DTAL(旧RCEAL)留学記録

2010年1月から2014年半ばまで在学していたケンブリッジ大学理論・応用言語学科でPhDを取得するまでの記録です。

博論修正中・電王戦

昨日は朝雪が降っていましたが、イギリスはサマータイムに入りました。時間だけではなく気候的に夏になって欲しいのですが、それにはもう数ヶ月待たないといけないのでしょう。


博論ですが、ドラフトはごく一部を除いて完成し、現在は指導教官のコメントを基に修正しています。割と大幅な加筆が必要な箇所もあり、まだ提出まで時間がかかりそうです。3月末までに提出したいと年始に書きましたが断念しました。早く提出する理由もなくなったので、特に急ぐこともないのかもしれませんが、早く終えて楽になりたいという気持ちはあります。

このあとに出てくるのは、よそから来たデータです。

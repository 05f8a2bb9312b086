use serde::{Deserialize, Serialize};
use std::fmt;

#[derive(Debug, Clone, Copy, PartialEq, Eq, Hash, Serialize, Deserialize)]
#[serde(rename_all = "lowercase")]
pub enum LabelLanguage {
    Es,
    Fr,
    De,
    It,
    En,
}

impl LabelLanguage {
    pub fn code(&self) -> &'static str {
        match self {
            LabelLanguage::Es => "es",
            LabelLanguage::Fr => "fr",
            LabelLanguage::De => "de",
            LabelLanguage::It => "it",
            LabelLanguage::En => "en",
        }
    }
}

impl fmt::Display for LabelLanguage {
    fn fmt(&self, f: &mut fmt::Formatter<'_>) -> fmt::Result {
        f.write_str(self.code())
    }
}

/// Header keywords per language, in detection priority order.
const HEADER_KEYWORDS: &[(LabelLanguage, &[&str])] = &[
    (LabelLanguage::Es, &["ingredientes", "puede contener", "contiene"]),
    (LabelLanguage::Fr, &["ingrédients", "peut contenir", "contient"]),
    (LabelLanguage::De, &["zutaten", "kann enthalten", "enthält"]),
    (LabelLanguage::It, &["ingredienti", "può contenere", "contiene"]),
    (LabelLanguage::En, &["ingredients", "may contain", "contains"]),
];

pub struct LanguageDetector;

impl LanguageDetector {
    /// Language hint from the ingredient and advisory headers of a label.
    /// Spanish wins over French, then German, Italian and English.
    pub fn detect_from_headers(text: &str) -> Option<LabelLanguage> {
        let text = text.to_lowercase();

        HEADER_KEYWORDS
            .iter()
            .find(|(_, keywords)| keywords.iter().any(|k| text.contains(k)))
            .map(|(language, _)| *language)
    }
}

#[cfg(test)]
mod tests {
    use super::*;

    #[test]
    fn test_spanish_detection() {
        assert_eq!(
            LanguageDetector::detect_from_headers("Ingredientes: azúcar, cacao"),
            Some(LabelLanguage::Es)
        );
        assert_eq!(
            LanguageDetector::detect_from_headers("Puede contener leche"),
            Some(LabelLanguage::Es)
        );
    }

    #[test]
    fn test_french_detection() {
        assert_eq!(
            LanguageDetector::detect_from_headers("INGRÉDIENTS : sucre, beurre"),
            Some(LabelLanguage::Fr)
        );
    }

    #[test]
    fn test_german_detection() {
        assert_eq!(
            LanguageDetector::detect_from_headers("Zutaten: Zucker. Kann Spuren enthalten"),
            Some(LabelLanguage::De)
        );
    }

    #[test]
    fn test_italian_detection() {
        assert_eq!(
            LanguageDetector::detect_from_headers("Ingredienti: zucchero"),
            Some(LabelLanguage::It)
        );
    }

    #[test]
    fn test_english_detection() {
        assert_eq!(
            LanguageDetector::detect_from_headers("Ingredients: sugar. May contain nuts."),
            Some(LabelLanguage::En)
        );
        assert_eq!(LanguageDetector::detect_from_headers("sugar, salt"), None);
    }

    #[test]
    fn test_spanish_priority_over_italian() {
        // "contiene" is shared; Spanish is checked first
        assert_eq!(
            LanguageDetector::detect_from_headers("Contiene latte"),
            Some(LabelLanguage::Es)
        );
    }
}
use super::{ensure_reason_code, ensure_terms, RuleStatus};
use crate::text::{any_word_in_text, normalize};
use anyhow::Result;
use serde::Deserialize;

#[derive(Debug, Clone, Deserialize)]
pub struct AlcoholCategory {
    pub name: String,
    pub status: RuleStatus,
    /// Whether a strong halal certification downgrades a hit to evidence.
    #[serde(default)]
    pub yields_to_certification: bool,
    pub terms: Vec<String>,
    #[serde(default)]
    pub excludes: Vec<String>,
    pub reason: String,
    pub reason_code: String,
}

impl AlcoholCategory {
    pub fn matches(&self, text: &str) -> bool {
        let mut scrubbed = normalize(text);
        for exclude in &self.excludes {
            let exclude = normalize(exclude);
            if !exclude.is_empty() {
                scrubbed = scrubbed.replace(&exclude, " ");
            }
        }
        any_word_in_text(&scrubbed, &self.terms)
    }
}

/// Alcohol categories in evaluation order. The first matching category wins.
#[derive(Debug, Clone, Deserialize)]
pub struct AlcoholLexicon {
    pub categories: Vec<AlcoholCategory>,
}

impl AlcoholLexicon {
    pub fn classify(&self, text: &str) -> Option<&AlcoholCategory> {
        let hit = self.categories.iter().find(|c| c.matches(text));
        if let Some(category) = hit {
            log::debug!("Alcohol category '{}' matched: {}", category.name, text);
        }
        hit
    }

    pub(crate) fn validate(&self) -> Result<()> {
        if self.categories.is_empty() {
            anyhow::bail!("no alcohol categories defined");
        }
        for category in &self.categories {
            ensure_reason_code(&category.reason_code, &category.name)?;
            ensure_terms(&category.terms, &category.name)?;
            if category.status == RuleStatus::Mushbooh {
                anyhow::bail!("{} must be halal or haram", category.name);
            }
        }
        Ok(())
    }
}
//! Product-level verdicts derived from the per-ingredient verdicts.
//!
//! Failing ingredients keep label order, duplicates included. Reason codes
//! are a sorted union and do not depend on ingredient order.

use crate::verdict::{
    Confidence, HalalStatus, HalalVerdict, IngredientVerdict, KosherStatus, KosherVerdict,
    ProductHalalStatus, ProductVerdict,
};
use std::collections::BTreeSet;

fn collect_failing<S, F>(verdicts: &[IngredientVerdict<S>], failing: F) -> (Vec<String>, Vec<String>)
where
    F: Fn(&IngredientVerdict<S>) -> bool,
{
    let mut ingredients = Vec::new();
    let mut codes = BTreeSet::new();

    for verdict in verdicts.iter().filter(|v| failing(v)) {
        ingredients.push(verdict.ingredient.clone());
        codes.extend(verdict.reason_codes.iter().cloned());
    }

    (ingredients, codes.into_iter().collect())
}

pub fn aggregate_halal(verdicts: &[HalalVerdict], strict: bool) -> ProductVerdict<ProductHalalStatus> {
    let (haram, codes) = collect_failing(verdicts, |v| v.status == HalalStatus::Haram);
    if !haram.is_empty() {
        return ProductVerdict {
            status: ProductHalalStatus::Haram,
            confidence: Confidence::High,
            reason: "Contains explicitly haram ingredient(s).".to_string(),
            failing_ingredients: haram,
            reason_codes: codes,
        };
    }

    if strict {
        let (unresolved, codes) = collect_failing(verdicts, |v| v.status.is_unresolved());
        if !unresolved.is_empty() {
            return ProductVerdict {
                status: ProductHalalStatus::NotHalalUnverified,
                confidence: Confidence::Low,
                reason: "Contains ingredient(s) with unverified halal source or processing."
                    .to_string(),
                failing_ingredients: unresolved,
                reason_codes: codes,
            };
        }
    }

    ProductVerdict {
        status: ProductHalalStatus::Halal,
        confidence: Confidence::Medium,
        reason: "All detected ingredients are verified halal at ingredient level.".to_string(),
        failing_ingredients: Vec::new(),
        reason_codes: Vec::new(),
    }
}

pub fn aggregate_kosher(verdicts: &[KosherVerdict]) -> ProductVerdict<KosherStatus> {
    let (forbidden, codes) = collect_failing(verdicts, |v| v.status == KosherStatus::NotKosher);
    if !forbidden.is_empty() {
        return ProductVerdict {
            status: KosherStatus::NotKosher,
            confidence: Confidence::High,
            reason: "Contains explicitly non-kosher ingredient(s).".to_string(),
            failing_ingredients: forbidden,
            reason_codes: codes,
        };
    }

    let (unresolved, codes) = collect_failing(verdicts, |v| {
        v.status == KosherStatus::RequiresKosherCertification
    });
    if !unresolved.is_empty() {
        return ProductVerdict {
            status: KosherStatus::RequiresKosherCertification,
            confidence: Confidence::Low,
            reason: "All ingredients may be kosher, but kosher certification is required."
                .to_string(),
            failing_ingredients: unresolved,
            reason_codes: codes,
        };
    }

    ProductVerdict {
        status: KosherStatus::KosherConfirmed,
        confidence: Confidence::High,
        reason: "All detected ingredients are kosher at ingredient level.".to_string(),
        failing_ingredients: Vec::new(),
        reason_codes: Vec::new(),
    }
}

#[cfg(test)]
mod tests {
    use super::*;
    use crate::halal::evaluate_halal;
    use crate::kosher::evaluate_kosher;

    fn halal_all(texts: &[&str], strict: bool) -> Vec<HalalVerdict> {
        texts.iter().map(|t| evaluate_halal(t, strict, None)).collect()
    }

    #[test]
    fn test_single_haram_fails_product() {
        let mut texts = vec!["sugar"; 19];
        texts.push("pork gelatin");
        let verdicts = halal_all(&texts, true);

        let product = aggregate_halal(&verdicts, true);
        assert_eq!(product.status, ProductHalalStatus::Haram);
        assert_eq!(product.confidence, Confidence::High);
        assert_eq!(product.failing_ingredients, vec!["pork gelatin"]);
        assert_eq!(product.reason_codes, vec!["pork_haram"]);
    }

    #[test]
    fn test_strict_unresolved() {
        let verdicts = halal_all(&["sugar", "gelatin", "E471"], true);
        let product = aggregate_halal(&verdicts, true);
        assert_eq!(product.status, ProductHalalStatus::NotHalalUnverified);
        assert_eq!(product.confidence, Confidence::Low);
        assert_eq!(product.failing_ingredients, vec!["gelatin", "E471"]);
        assert!(product
            .reason_codes
            .contains(&"gelatin_source_unknown".to_string()));
    }

    #[test]
    fn test_lenient_ignores_unresolved() {
        let verdicts = halal_all(&["sugar", "gelatin"], false);
        let product = aggregate_halal(&verdicts, false);
        assert_eq!(product.status, ProductHalalStatus::Halal);
        assert_eq!(product.confidence, Confidence::Medium);
        assert!(product.failing_ingredients.is_empty());
        assert_eq!(
            product.reason,
            "All detected ingredients are verified halal at ingredient level."
        );
    }

    #[test]
    fn test_order_independence() {
        let forward = halal_all(&["gelatin", "E471", "soy lecithin", "lard", "wine"], true);
        let mut backward = forward.clone();
        backward.reverse();

        let a = aggregate_halal(&forward, true);
        let b = aggregate_halal(&backward, true);
        assert_eq!(a.status, b.status);
        assert_eq!(a.reason_codes, b.reason_codes);

        let mut a_failing = a.failing_ingredients.clone();
        let mut b_failing = b.failing_ingredients.clone();
        a_failing.sort();
        b_failing.sort();
        assert_eq!(a_failing, b_failing);
    }

    #[test]
    fn test_failing_ingredients_keep_label_order() {
        let verdicts = halal_all(&["lard", "sugar", "wine", "lard"], true);
        let product = aggregate_halal(&verdicts, true);
        assert_eq!(product.status, ProductHalalStatus::Haram);
        assert_eq!(product.failing_ingredients, vec!["lard", "wine", "lard"]);
    }

    #[test]
    fn test_kosher_aggregation() {
        let verdicts: Vec<_> = ["sugar", "shrimp"].iter().map(|t| evaluate_kosher(t)).collect();
        let product = aggregate_kosher(&verdicts);
        assert_eq!(product.status, KosherStatus::NotKosher);
        assert_eq!(product.failing_ingredients, vec!["shrimp"]);

        let verdicts: Vec<_> = ["sugar", "wine"].iter().map(|t| evaluate_kosher(t)).collect();
        let product = aggregate_kosher(&verdicts);
        assert_eq!(product.status, KosherStatus::RequiresKosherCertification);
        assert_eq!(product.confidence, Confidence::Low);
        assert_eq!(product.failing_ingredients, vec!["sugar", "wine"]);

        let verdicts: Vec<_> = ["sugar (OU)", "water, OU kosher"]
            .iter()
            .map(|t| evaluate_kosher(t))
            .collect();
        let product = aggregate_kosher(&verdicts);
        assert_eq!(product.status, KosherStatus::KosherConfirmed);
        assert_eq!(product.confidence, Confidence::High);
    }

    #[test]
    fn test_empty_product() {
        assert_eq!(aggregate_halal(&[], true).status, ProductHalalStatus::Halal);
        assert_eq!(aggregate_kosher(&[]).status, KosherStatus::KosherConfirmed);
    }
}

そんな中ですが、週末は将棋の電王戦を二週間連続でリアルタイムで(=徹夜で)観戦していました。電王戦とはプロ棋士とコンピューター将棋が対局するというもので、今回は3月-4月にかけて5週間連続で、5人のプロ棋士vs5つのコンピューター将棋ソフトという対局が組まれています。現時点で二戦が行われ、プロ棋士チームの1勝1敗です。第二局では現役男性プロ棋士が史上初めてコンピューターソフトに負けたことで話題になっています。2010年の清水女流vsあから2010、昨年の米長永世棋聖vsボンクラーズで共にコンピューター側に軍配が上がってから、ソフトはプロ棋士を超えたのではないかという世論(?)であったと理解しているのですが、それにもかかわらず第一局のプロ棋士の圧勝劇、第二局の熱戦を観るに、(第二局でプロ棋士を破ったソフトである)ponanzaの開発者の山本一成さんではありませんが、プロ棋士はすごいと私は感じています。ツイッター上でどなたかが仰っていましたが、記憶力や計算力という将棋に必要な個々の能力の多くでは人間はコンピューターに遠く及ばないにもかかわらず、トータルで見ると良い勝負ができています。この(現時点では)人間固有の力は面白いですし、その人間に少なくともパフォーマンスレベルでは近づこうとしている将棋ソフトの開発は、大げさに言えば、理研の将棋プロジェクトなどと合わせ、人間固有の能力の解明に繋がるものだと感じます。またそれが、コンピューター将棋が人工知能の一部として位置付けられている理由だと理解しています。電王戦の残り三戦も楽しみです。